* **What is required**:
Tally the lines in these records that hold the string "impl", and reply with the number alone.

Stored data:
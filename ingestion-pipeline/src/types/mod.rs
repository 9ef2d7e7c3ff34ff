pub mod candidate_record;

use std::path::{Path, PathBuf};

use common::error::AppError;
use serde::{Deserialize, Serialize};

const CUSTOM_ID_PREFIX: &str = "line-";

/// Zero-based position of a record in the inference request and response streams.
///
/// Indices are only handed out by [`FileMappingTable::push`], which allocates them
/// contiguously, so a table with `n` entries always covers exactly `0..n`.
#[derive(Debug, Clone, Copy, PartialEq, Eq, PartialOrd, Ord, Hash, Serialize, Deserialize)]
#[serde(transparent)]
pub struct LineIndex(u32);

impl LineIndex {
    pub(crate) fn new(value: u32) -> Self {
        Self(value)
    }

    pub fn get(self) -> u32 {
        self.0
    }

    /// Identifier sent with the request line and echoed back by the provider.
    pub fn custom_id(self) -> String {
        format!("{CUSTOM_ID_PREFIX}{}", self.0)
    }

    pub fn from_custom_id(custom_id: &str) -> Option<Self> {
        custom_id
            .strip_prefix(CUSTOM_ID_PREFIX)
            .and_then(|raw| raw.parse::<u32>().ok())
            .map(Self)
    }
}

impl std::fmt::Display for LineIndex {
    fn fmt(&self, f: &mut std::fmt::Formatter<'_>) -> std::fmt::Result {
        write!(f, "{}", self.0)
    }
}

#[derive(Debug, Clone, Serialize, Deserialize, PartialEq, Eq)]
pub struct FileMapping {
    pub line_index: LineIndex,
    pub filename: String,
    pub source_path: PathBuf,
}

/// Line index to source file table for one batch.
#[derive(Debug, Clone, Default, PartialEq, Eq)]
pub struct FileMappingTable {
    entries: Vec<FileMapping>,
}

impl FileMappingTable {
    pub fn new() -> Self {
        Self::default()
    }

    /// Index the next pushed file will receive.
    pub fn next_index(&self) -> Result<LineIndex, AppError> {
        u32::try_from(self.entries.len())
            .map(LineIndex)
            .map_err(|_| AppError::Validation("too many files for one import batch".into()))
    }

    /// Append a file and return the line index it was assigned.
    pub fn push(&mut self, filename: String, source_path: PathBuf) -> Result<LineIndex, AppError> {
        let line_index = self.next_index()?;
        self.entries.push(FileMapping {
            line_index,
            filename,
            source_path,
        });
        Ok(line_index)
    }

    pub fn len(&self) -> usize {
        self.entries.len()
    }

    pub fn is_empty(&self) -> bool {
        self.entries.is_empty()
    }

    pub fn iter(&self) -> impl Iterator<Item = &FileMapping> {
        self.entries.iter()
    }

    pub fn to_json(&self) -> Result<Vec<u8>, AppError> {
        Ok(serde_json::to_vec_pretty(&self.entries)?)
    }

    /// Parse a persisted table, rejecting anything that is not gapless and zero-based.
    pub fn from_json(bytes: &[u8]) -> Result<Self, AppError> {
        let entries: Vec<FileMapping> = serde_json::from_slice(bytes)?;
        for (position, entry) in entries.iter().enumerate() {
            if usize::try_from(entry.line_index.0).ok() != Some(position) {
                return Err(AppError::Processing(format!(
                    "file mapping is not contiguous: entry {position} carries line index {}",
                    entry.line_index
                )));
            }
        }
        Ok(Self { entries })
    }

    pub async fn persist(&self, path: &Path) -> Result<(), AppError> {
        tokio::fs::write(path, self.to_json()?).await?;
        Ok(())
    }

    pub async fn load(path: &Path) -> Result<Self, AppError> {
        let bytes = tokio::fs::read(path).await?;
        Self::from_json(&bytes)
    }
}

#[cfg(test)]
mod tests {
    use super::*;

    #[test]
    fn push_assigns_contiguous_indices() {
        let mut table = FileMappingTable::new();
        let indices: Vec<u32> = ["a.pdf", "b.docx", "c.doc"]
            .iter()
            .map(|name| {
                table
                    .push((*name).to_string(), PathBuf::from(name))
                    .expect("push")
                    .get()
            })
            .collect();

        assert_eq!(indices, vec![0, 1, 2]);
        let second = table.iter().nth(1).expect("second entry");
        assert_eq!(second.line_index, LineIndex::new(1));
        assert_eq!(second.filename, "b.docx");
        assert_eq!(table.len(), 3);
    }

    #[test]
    fn custom_id_round_trips() {
        let idx = LineIndex::new(42);
        assert_eq!(idx.custom_id(), "line-42");
        assert_eq!(LineIndex::from_custom_id("line-42"), Some(idx));
        assert_eq!(LineIndex::from_custom_id("request-42"), None);
        assert_eq!(LineIndex::from_custom_id("line-x"), None);
    }

    #[test]
    fn persisted_table_with_gap_is_rejected() {
        let json = br#"[
            {"line_index": 0, "filename": "a.pdf", "source_path": "/tmp/a.pdf"},
            {"line_index": 2, "filename": "b.pdf", "source_path": "/tmp/b.pdf"}
        ]"#;
        assert!(matches!(
            FileMappingTable::from_json(json),
            Err(AppError::Processing(_))
        ));
    }

    #[tokio::test]
    async fn table_survives_disk_round_trip() {
        let dir = tempfile::tempdir().expect("tempdir");
        let path = dir.path().join("file_mapping.json");
        let mut table = FileMappingTable::new();
        table
            .push("a.pdf".into(), dir.path().join("a.pdf"))
            .expect("push");
        table
            .push("b.pdf".into(), dir.path().join("b.pdf"))
            .expect("push");

        table.persist(&path).await.expect("persist");
        let loaded = FileMappingTable::load(&path).await.expect("load");
        assert_eq!(loaded, table);
    }
}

* **Expected answer**:
4